**Instructions to follow**
Scan the listing below for the word "feature" and copy every line where it occurs.
(Dataset records begins)
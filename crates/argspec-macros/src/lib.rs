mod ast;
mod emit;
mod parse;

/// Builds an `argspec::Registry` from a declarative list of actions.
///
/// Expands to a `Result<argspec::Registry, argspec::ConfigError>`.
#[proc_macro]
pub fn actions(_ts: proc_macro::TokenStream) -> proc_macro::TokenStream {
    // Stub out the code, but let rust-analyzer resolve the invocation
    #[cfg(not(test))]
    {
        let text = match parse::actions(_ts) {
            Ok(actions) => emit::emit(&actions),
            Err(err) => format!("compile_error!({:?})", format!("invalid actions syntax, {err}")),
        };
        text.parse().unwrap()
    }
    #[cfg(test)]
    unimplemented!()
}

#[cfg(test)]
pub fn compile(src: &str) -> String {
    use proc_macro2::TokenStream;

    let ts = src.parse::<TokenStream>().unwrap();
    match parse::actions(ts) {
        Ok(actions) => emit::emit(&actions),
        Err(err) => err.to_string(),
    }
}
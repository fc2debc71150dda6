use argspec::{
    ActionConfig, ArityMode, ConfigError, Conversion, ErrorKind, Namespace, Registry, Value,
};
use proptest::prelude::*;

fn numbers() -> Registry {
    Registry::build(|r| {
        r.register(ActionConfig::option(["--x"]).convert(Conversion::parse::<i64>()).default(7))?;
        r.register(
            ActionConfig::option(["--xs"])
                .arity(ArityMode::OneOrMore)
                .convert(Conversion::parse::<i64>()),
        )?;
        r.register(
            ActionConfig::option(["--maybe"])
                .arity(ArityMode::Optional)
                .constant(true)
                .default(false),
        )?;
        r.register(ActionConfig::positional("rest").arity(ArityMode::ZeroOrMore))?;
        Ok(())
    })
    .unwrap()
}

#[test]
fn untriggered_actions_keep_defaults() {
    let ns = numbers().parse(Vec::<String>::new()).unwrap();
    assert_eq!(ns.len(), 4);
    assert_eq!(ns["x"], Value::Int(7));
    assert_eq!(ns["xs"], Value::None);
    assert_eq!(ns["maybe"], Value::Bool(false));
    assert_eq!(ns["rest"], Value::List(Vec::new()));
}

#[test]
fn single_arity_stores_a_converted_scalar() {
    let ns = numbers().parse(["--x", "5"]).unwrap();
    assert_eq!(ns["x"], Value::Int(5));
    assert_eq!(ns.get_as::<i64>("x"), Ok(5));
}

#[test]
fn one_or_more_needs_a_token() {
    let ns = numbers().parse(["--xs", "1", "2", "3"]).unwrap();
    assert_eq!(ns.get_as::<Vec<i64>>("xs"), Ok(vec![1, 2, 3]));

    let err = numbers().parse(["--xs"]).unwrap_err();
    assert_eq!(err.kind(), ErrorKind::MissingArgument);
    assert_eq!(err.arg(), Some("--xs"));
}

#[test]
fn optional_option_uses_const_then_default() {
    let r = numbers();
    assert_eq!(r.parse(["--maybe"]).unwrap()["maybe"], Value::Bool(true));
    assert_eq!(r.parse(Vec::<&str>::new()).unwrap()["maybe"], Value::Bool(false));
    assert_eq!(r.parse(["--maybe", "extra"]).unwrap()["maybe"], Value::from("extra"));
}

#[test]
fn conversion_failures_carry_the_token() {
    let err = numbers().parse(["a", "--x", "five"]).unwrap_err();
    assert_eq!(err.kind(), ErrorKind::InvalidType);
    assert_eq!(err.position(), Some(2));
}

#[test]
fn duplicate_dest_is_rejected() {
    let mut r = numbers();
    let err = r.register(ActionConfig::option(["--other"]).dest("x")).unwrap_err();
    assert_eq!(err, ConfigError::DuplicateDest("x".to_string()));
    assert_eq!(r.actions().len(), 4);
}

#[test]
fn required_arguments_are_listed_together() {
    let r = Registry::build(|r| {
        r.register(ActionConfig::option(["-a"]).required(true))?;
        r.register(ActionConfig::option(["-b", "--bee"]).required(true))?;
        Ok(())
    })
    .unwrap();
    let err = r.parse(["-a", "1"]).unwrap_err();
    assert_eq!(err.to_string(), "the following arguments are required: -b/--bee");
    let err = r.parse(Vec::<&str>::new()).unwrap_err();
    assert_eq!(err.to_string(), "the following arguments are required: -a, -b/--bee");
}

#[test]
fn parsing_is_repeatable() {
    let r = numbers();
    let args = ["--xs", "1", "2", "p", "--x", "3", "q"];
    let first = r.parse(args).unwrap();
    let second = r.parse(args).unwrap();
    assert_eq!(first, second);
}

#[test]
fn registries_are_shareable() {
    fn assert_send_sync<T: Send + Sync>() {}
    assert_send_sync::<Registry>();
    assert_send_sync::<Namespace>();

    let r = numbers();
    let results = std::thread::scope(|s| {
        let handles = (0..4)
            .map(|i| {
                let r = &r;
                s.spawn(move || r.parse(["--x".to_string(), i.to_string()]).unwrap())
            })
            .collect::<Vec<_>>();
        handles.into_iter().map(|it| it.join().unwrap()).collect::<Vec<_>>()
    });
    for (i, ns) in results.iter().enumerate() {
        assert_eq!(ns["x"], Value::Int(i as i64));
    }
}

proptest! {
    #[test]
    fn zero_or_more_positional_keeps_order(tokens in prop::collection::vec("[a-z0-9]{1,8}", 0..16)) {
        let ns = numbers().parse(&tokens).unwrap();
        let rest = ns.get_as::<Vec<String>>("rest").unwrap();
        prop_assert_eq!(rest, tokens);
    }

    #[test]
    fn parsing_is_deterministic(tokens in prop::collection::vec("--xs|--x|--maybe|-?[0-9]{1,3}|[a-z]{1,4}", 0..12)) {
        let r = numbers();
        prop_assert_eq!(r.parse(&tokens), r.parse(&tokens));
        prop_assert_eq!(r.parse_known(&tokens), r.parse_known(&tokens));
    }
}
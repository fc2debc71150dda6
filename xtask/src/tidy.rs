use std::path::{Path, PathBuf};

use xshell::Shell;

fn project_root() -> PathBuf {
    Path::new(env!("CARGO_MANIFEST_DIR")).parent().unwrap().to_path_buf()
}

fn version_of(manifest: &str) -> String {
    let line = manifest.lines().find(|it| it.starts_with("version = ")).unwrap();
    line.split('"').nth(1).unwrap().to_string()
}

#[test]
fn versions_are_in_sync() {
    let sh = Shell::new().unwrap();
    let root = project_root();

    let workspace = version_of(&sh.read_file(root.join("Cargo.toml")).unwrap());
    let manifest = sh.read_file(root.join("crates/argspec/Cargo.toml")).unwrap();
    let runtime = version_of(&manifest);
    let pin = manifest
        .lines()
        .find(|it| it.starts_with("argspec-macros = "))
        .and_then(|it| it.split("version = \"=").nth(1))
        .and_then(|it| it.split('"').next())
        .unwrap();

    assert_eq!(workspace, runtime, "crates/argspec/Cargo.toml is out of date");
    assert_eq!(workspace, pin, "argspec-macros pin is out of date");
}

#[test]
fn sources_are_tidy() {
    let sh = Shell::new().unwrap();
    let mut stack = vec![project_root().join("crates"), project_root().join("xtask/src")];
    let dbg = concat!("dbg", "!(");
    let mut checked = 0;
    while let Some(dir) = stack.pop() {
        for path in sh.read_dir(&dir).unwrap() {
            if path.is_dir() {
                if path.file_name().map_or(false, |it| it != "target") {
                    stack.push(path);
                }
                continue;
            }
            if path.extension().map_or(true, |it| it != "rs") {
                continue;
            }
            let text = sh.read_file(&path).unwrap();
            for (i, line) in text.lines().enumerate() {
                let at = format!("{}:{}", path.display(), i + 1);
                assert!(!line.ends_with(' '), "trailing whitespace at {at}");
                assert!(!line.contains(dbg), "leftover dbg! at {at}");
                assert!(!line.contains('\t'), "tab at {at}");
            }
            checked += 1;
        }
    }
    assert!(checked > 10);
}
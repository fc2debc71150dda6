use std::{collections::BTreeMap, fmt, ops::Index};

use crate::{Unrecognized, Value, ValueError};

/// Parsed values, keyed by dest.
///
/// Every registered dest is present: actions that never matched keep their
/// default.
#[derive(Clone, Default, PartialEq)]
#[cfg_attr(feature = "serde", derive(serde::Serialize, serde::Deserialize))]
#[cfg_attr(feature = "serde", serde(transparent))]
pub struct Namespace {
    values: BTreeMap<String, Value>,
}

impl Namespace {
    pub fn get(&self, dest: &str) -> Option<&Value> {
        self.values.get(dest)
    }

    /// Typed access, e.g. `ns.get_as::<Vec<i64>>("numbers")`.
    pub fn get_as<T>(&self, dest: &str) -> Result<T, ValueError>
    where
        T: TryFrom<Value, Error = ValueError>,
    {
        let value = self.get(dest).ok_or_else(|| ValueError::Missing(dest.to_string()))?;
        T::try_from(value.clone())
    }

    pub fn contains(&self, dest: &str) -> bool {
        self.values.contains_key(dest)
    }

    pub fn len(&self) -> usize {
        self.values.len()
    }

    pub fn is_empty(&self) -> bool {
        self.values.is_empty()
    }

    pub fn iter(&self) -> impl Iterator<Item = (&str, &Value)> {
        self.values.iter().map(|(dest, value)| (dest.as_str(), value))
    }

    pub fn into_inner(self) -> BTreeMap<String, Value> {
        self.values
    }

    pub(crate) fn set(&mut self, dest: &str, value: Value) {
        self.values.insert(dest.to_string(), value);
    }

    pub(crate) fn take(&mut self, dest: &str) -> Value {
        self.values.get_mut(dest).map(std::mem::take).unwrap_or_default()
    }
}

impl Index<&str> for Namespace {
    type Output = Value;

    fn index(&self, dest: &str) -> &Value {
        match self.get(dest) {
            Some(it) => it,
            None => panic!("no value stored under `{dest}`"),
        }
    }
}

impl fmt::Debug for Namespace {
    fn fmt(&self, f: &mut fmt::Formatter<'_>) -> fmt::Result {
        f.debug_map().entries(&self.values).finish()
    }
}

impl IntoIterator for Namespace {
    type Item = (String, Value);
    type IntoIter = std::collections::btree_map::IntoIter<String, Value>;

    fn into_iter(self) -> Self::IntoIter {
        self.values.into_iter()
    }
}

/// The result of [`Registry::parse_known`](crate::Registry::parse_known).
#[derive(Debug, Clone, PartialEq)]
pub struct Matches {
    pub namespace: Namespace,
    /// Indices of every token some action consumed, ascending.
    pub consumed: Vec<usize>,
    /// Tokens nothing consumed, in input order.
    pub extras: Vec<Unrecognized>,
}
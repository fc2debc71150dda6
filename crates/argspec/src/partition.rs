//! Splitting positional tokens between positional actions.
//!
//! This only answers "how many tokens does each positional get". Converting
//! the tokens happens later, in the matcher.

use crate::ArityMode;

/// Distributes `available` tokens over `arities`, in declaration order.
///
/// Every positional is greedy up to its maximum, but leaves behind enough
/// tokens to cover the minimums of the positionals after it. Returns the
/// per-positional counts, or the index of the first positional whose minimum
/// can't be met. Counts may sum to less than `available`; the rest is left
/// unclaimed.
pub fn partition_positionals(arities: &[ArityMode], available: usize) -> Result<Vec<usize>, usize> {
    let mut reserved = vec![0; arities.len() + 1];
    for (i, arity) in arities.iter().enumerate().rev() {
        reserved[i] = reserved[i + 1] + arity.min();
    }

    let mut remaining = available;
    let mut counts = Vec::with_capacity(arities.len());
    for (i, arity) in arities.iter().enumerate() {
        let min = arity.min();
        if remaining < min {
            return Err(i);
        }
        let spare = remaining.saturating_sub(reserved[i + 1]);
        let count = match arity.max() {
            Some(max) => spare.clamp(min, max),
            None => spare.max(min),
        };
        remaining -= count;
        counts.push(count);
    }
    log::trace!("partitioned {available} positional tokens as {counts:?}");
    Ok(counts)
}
(Dataset records ends)
**The completed task**
#[cfg_attr(feature = "serde", derive(serde::Serialize, serde::Deserialize))]
#[cfg_attr(feature = "serde", serde(transparent))]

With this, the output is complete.